Task brief » Which lines below contain the word "diesel"? Copy each one.

Items from a data source »
┏━━
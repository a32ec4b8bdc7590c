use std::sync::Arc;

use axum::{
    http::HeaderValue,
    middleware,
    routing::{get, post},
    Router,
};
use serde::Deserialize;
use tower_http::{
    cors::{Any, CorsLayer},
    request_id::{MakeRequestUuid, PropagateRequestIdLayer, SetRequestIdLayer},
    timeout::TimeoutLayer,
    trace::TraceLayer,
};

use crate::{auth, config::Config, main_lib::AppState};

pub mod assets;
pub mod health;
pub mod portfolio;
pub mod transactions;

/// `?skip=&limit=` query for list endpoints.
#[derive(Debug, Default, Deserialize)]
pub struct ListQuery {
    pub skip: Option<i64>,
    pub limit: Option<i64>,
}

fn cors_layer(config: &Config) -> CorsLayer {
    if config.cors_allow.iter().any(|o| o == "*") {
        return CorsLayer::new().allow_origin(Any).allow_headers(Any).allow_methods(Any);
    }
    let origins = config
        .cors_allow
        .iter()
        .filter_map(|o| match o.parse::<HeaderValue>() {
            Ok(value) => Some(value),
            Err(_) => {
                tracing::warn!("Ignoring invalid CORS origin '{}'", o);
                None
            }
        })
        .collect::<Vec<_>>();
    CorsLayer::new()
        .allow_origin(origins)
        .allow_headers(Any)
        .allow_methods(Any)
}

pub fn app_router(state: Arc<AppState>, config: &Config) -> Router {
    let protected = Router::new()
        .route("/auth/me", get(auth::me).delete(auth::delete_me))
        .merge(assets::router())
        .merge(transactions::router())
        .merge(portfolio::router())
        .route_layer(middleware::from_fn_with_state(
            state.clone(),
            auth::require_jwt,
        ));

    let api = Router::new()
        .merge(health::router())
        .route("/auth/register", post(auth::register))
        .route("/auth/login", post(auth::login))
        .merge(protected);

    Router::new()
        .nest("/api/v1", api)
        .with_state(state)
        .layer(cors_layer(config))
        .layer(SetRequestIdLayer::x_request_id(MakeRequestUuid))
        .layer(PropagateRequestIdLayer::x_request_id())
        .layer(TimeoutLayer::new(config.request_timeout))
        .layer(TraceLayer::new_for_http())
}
┗━━
┏━━
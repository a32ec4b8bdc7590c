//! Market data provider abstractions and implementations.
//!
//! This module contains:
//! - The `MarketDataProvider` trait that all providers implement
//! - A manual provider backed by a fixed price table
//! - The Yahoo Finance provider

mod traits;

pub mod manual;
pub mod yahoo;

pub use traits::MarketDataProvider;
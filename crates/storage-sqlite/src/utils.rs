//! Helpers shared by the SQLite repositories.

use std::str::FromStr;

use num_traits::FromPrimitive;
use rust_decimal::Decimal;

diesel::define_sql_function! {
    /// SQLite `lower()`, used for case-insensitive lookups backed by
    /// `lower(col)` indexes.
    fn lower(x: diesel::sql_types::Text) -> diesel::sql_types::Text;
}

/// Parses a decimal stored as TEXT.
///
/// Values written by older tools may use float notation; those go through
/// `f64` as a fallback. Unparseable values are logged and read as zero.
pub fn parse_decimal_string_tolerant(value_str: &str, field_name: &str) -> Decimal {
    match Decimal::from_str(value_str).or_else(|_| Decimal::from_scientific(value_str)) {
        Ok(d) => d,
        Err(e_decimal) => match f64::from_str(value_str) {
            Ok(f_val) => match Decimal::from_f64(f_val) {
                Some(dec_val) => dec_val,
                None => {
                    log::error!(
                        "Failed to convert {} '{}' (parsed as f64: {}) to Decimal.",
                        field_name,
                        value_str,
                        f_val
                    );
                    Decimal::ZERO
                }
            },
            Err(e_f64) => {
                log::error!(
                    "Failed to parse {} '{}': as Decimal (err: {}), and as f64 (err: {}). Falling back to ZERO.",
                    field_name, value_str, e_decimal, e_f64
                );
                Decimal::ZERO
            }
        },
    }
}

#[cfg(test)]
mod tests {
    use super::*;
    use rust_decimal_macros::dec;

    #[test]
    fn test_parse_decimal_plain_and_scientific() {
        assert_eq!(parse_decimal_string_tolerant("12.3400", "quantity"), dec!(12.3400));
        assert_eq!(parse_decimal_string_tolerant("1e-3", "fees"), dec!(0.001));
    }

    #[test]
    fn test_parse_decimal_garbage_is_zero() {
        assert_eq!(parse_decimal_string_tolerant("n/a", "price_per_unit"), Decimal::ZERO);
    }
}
┗━━
Your solution »
diesel::define_sql_function! {
    fn lower(x: diesel::sql_types::Text) -> diesel::sql_types::Text;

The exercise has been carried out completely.